From some googling it seems the claim that this video shows a Turkish attack originated on twitter out of France. But ABC clearly didn't put enough effort into confirming the authenticity of the footage. They just ran with it.


https://www.washingtonexaminer.com/...age-appears-to-come-from-a-kentucky-gun-range


----------



## Jiehfeng (Oct 14, 2019)

Thought it would be evidence of clear fake news that cannot be justified by opinion, but I guess it's just another one of those media is ignorant on what they posted things...


----------



## billapong (Oct 15, 2019)

Jiehfeng said:


> Thought it would be evidence of clear fake news that cannot be justified by opinion, but I guess it's just another one of those media is ignorant on what they posted things...



Or their defense of posting the fake news is ignorance. You realize how playing dumb fools a lot of people. Apparently, even if it was an honest mistake it is a mistake and just goes to show the quality control at some of these news outlets. ABC does run a lot of Liberal content, but unlike CNN it's usually fairly accurate journalism, it's just one sided as they have an agenda and it's not simply "being a news organization". They clearly want people to vote against Conservative issues.

Back to ignorance. Take Trump. He'll play dumb sometimes which fools masses on the Left, who are equally as dumb (as all they see is what he wants them to see and only hear what he wants them to hear), but the entire time he's playing them for fools and then in turn gets what's he's after. Underestimating your opponent usually leads to losses regardless of what you're competing for.


----------



## Taleweaver (Oct 15, 2019)

It's lousy journalism, absolutely. The only thing in their defense is that they've removed it from the air and issued an apology.


----------



## JoeBloggs777 (Oct 15, 2019)

I don't know whats more scary, the fake news or you can buy this stuff  in the USA


----------



## notimp (Oct 15, 2019)

If true, good example of the limits of journalism. You get a video. From a source. Subject matter "fireworks at night". How can you verify that it is what its supposed to be?

Way back when, this established the 'two sources have to verify it independently' principle, which afair even started out as a marketing play for 'our journalism is better'. In the end, this never was a guarantee for anything - but it made it less likely for stupid mistakes to occur.

In the internet age this is long gone. Partly because sources can now 'broadcast' themselves and influence other sources, partly because of economic pressures, partly because of social media and google which are designed to weigh 'first one with the story' heavier.

So stuff like this happens. You trust a source. It turns out to be BS: Or - you arent sure, but decide to play it because of economic benefits ('Attention grab').

Afair the last bigger excample of this we discussed was the german Der Spiegel journalist (award winning) that made up his human interest stories for important geopolitical events on his own and then won journalism awards for his fiction. 

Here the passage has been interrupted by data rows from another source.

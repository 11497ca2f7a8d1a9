//! sqlx/Postgres implementation of the store seams.

use std::time::Duration;

use async_trait::async_trait;
use sales_core::{
    Customer, NewRefreshLog, Order, OrderItem, Product, RefreshLog, RefreshLogUpdate, RefreshStatus,
};
use sqlx::migrate::Migrator;
use sqlx::postgres::{PgPoolOptions, PgRow};
use sqlx::{Acquire, PgPool, Postgres, QueryBuilder, Row, Transaction};
use tracing::{debug, info};

use crate::{ClearedRows, RefreshLogStore, SalesStore, SalesTransaction, StoreError};

pub static MIGRATOR: Migrator = sqlx::migrate!("../../migrations");

pub async fn run_migrations(pool: &PgPool) -> Result<(), StoreError> {
    MIGRATOR.run(pool).await?;
    info!("database migrations applied");
    Ok(())
}

#[derive(Debug, Clone)]
pub struct PgSalesStore {
    pool: PgPool,
}

impl PgSalesStore {
    pub fn new(pool: PgPool) -> Self {
        Self { pool }
    }

    pub async fn connect(database_url: &str, max_connections: u32) -> Result<Self, StoreError> {
        let pool = PgPoolOptions::new()
            .max_connections(max_connections.max(1))
            .acquire_timeout(Duration::from_secs(10))
            .connect(database_url)
            .await?;
        Ok(Self::new(pool))
    }

    pub fn pool(&self) -> &PgPool {
        &self.pool
    }
}

#[async_trait]
impl SalesStore for PgSalesStore {
    type Tx = PgSalesTransaction;

    async fn begin(&self) -> Result<PgSalesTransaction, StoreError> {
        Ok(PgSalesTransaction {
            tx: self.pool.begin().await?,
        })
    }

    async fn count_orders(&self) -> Result<i64, StoreError> {
        let count: i64 = sqlx::query_scalar("SELECT COUNT(*) FROM orders")
            .fetch_one(&self.pool)
            .await?;
        Ok(count)
    }
}

pub struct PgSalesTransaction {
    tx: Transaction<'static, Postgres>,
}

impl PgSalesTransaction {
    async fn delete_all(&mut self, table: &'static str) -> Result<u64, StoreError> {
        let done = sqlx::query(&format!("DELETE FROM {table}"))
            .execute(&mut *self.tx)
            .await?;
        debug!(table, rows = done.rows_affected(), "cleared table");
        Ok(done.rows_affected())
    }

    /// Runs a grouped insert under a savepoint so a failure does not poison the
    /// surrounding transaction.
    async fn execute_in_savepoint(
        &mut self,
        mut query: QueryBuilder<'_, Postgres>,
    ) -> Result<u64, StoreError> {
        let mut savepoint = Acquire::begin(&mut self.tx).await?;
        match query.build().execute(&mut *savepoint).await {
            Ok(done) => {
                savepoint.commit().await?;
                Ok(done.rows_affected())
            }
            Err(err) => {
                savepoint.rollback().await?;
                Err(err.into())
            }
        }
    }
}

#[async_trait]
impl SalesTransaction for PgSalesTransaction {
    async fn clear_dataset(&mut self) -> Result<ClearedRows, StoreError> {
        Ok(ClearedRows {
            order_items: self.delete_all("order_items").await?,
            orders: self.delete_all("orders").await?,
            products: self.delete_all("products").await?,
            customers: self.delete_all("customers").await?,
        })
    }

    async fn insert_customers(&mut self, rows: &[Customer]) -> Result<u64, StoreError> {
        if rows.is_empty() {
            return Ok(0);
        }
        let mut query =
            QueryBuilder::<Postgres>::new("INSERT INTO customers (customer_id, name, email, address) ");
        query.push_values(rows, |mut b, c| {
            b.push_bind(c.customer_id.clone())
                .push_bind(c.name.clone())
                .push_bind(c.email.clone())
                .push_bind(c.address.clone());
        });
        self.execute_in_savepoint(query).await
    }

    async fn insert_products(&mut self, rows: &[Product]) -> Result<u64, StoreError> {
        if rows.is_empty() {
            return Ok(0);
        }
        let mut query = QueryBuilder::<Postgres>::new("INSERT INTO products (product_id, name, category) ");
        query.push_values(rows, |mut b, p| {
            b.push_bind(p.product_id.clone())
                .push_bind(p.name.clone())
                .push_bind(p.category.clone());
        });
        self.execute_in_savepoint(query).await
    }

    async fn insert_orders(&mut self, rows: &[Order]) -> Result<u64, StoreError> {
        if rows.is_empty() {
            return Ok(0);
        }
        let mut query = QueryBuilder::<Postgres>::new(
            "INSERT INTO orders (order_id, customer_id, region, date_of_sale, payment_method, shipping_cost) ",
        );
        query.push_values(rows, |mut b, o| {
            b.push_bind(o.order_id.clone())
                .push_bind(o.customer_id.clone())
                .push_bind(o.region.clone())
                .push_bind(o.date_of_sale)
                .push_bind(o.payment_method.clone())
                .push_bind(o.shipping_cost.clone());
        });
        let done = query.build().execute(&mut *self.tx).await?;
        Ok(done.rows_affected())
    }

    async fn insert_order_items(&mut self, rows: &[OrderItem]) -> Result<u64, StoreError> {
        if rows.is_empty() {
            return Ok(0);
        }
        let mut query = QueryBuilder::<Postgres>::new(
            "INSERT INTO order_items (order_id, product_id, quantity_sold, unit_price, discount) ",
        );
        query.push_values(rows, |mut b, i| {
            b.push_bind(i.order_id.clone())
                .push_bind(i.product_id.clone())
                .push_bind(i.quantity_sold)
                .push_bind(i.unit_price.clone())
                .push_bind(i.discount.clone());
        });
        let done = query.build().execute(&mut *self.tx).await?;
        Ok(done.rows_affected())
    }

    async fn commit(self) -> Result<(), StoreError> {
        self.tx.commit().await?;
        Ok(())
    }

    async fn rollback(self) -> Result<(), StoreError> {
        self.tx.rollback().await?;
        Ok(())
    }
}

#[derive(Debug, Clone)]
pub struct PgRefreshLogStore {
    pool: PgPool,
}

impl PgRefreshLogStore {
    pub fn new(pool: PgPool) -> Self {
        Self { pool }
    }
}

#[async_trait]
impl RefreshLogStore for PgRefreshLogStore {
    async fn append(&self, log: NewRefreshLog) -> Result<i64, StoreError> {
        let id: i64 = sqlx::query_scalar(
            r#"
            INSERT INTO refresh_logs (status, start_time, records_count, error_message)
            VALUES ($1, $2, 0, '')
            RETURNING id
            "#,
        )
        .bind(RefreshStatus::InProgress.as_str())
        .bind(log.start_time)
        .fetch_one(&self.pool)
        .await?;
        Ok(id)
    }

    async fn update(&self, id: i64, update: RefreshLogUpdate) -> Result<(), StoreError> {
        let done = sqlx::query(
            r#"
            UPDATE refresh_logs
               SET status = $2,
                   end_time = $3,
                   records_count = $4,
                   error_message = $5
             WHERE id = $1
               AND status = 'in_progress'
            "#,
        )
        .bind(id)
        .bind(update.status.as_str())
        .bind(update.end_time)
        .bind(update.records_count)
        .bind(&update.error_message)
        .execute(&self.pool)
        .await?;
        if done.rows_affected() == 0 {
            return Err(StoreError::LogNotOpen(id));
        }
        Ok(())
    }

    async fn recent(&self, limit: usize) -> Result<Vec<RefreshLog>, StoreError> {
        let rows = sqlx::query(
            r#"
            SELECT id, status, start_time, end_time, records_count, error_message, created_at
              FROM refresh_logs
             ORDER BY created_at DESC, id DESC
             LIMIT $1
            "#,
        )
        .bind(i64::try_from(limit).unwrap_or(i64::MAX))
        .fetch_all(&self.pool)
        .await?;

        rows.iter().map(refresh_log_from_row).collect()
    }
}

fn refresh_log_from_row(row: &PgRow) -> Result<RefreshLog, StoreError> {
    let status: String = row.try_get("status")?;
    Ok(RefreshLog {
        id: row.try_get("id")?,
        status: status
            .parse()
            .map_err(|err: sales_core::UnknownRefreshStatus| StoreError::Decode(err.to_string()))?,
        start_time: row.try_get("start_time")?,
        end_time: row.try_get("end_time")?,
        records_count: row.try_get("records_count")?,
        error_message: row.try_get("error_message")?,
        created_at: row.try_get("created_at")?,
    })
}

That was almost a year ago. So if you filter it through the perception of this forum, this actually isnt that bad of a rate. Debunked, stupidly false stories in bigger mainstream news outlets at a rate of 'one a year - worldwide, that we remember'. 

If verifiably phony - this is a good example of 'real fake news' - as in the one that always has been out there and always will be.

But 'fake news' has taken on its own life as a 'don't trust mainstream media' movement. And that was rather odd, and not that clever. Because in the end, people in that line of thinking mostly told you to read something from a georgian blog, they found  on facebook, listen  to a radio shock jock, or visit infowars - if, when we get down to it - didn't serve to explain the world to them 'better'.

So in the end, its still mostly news corporations with higher expenses paid and more staff on the  payroll, that you can trust producing the better news. (And news agencies.) The next thing is to read a few of those, from different political fields or countries preferably.

If you are more tuned in on a topic, you can also go down the rabbit hole of 'snowball' journalism ( https://en.wikipedia.org/wiki/Snowball_sampling ) f.e. on Twitter, and get into a few sources another person you think of as interesting, uses.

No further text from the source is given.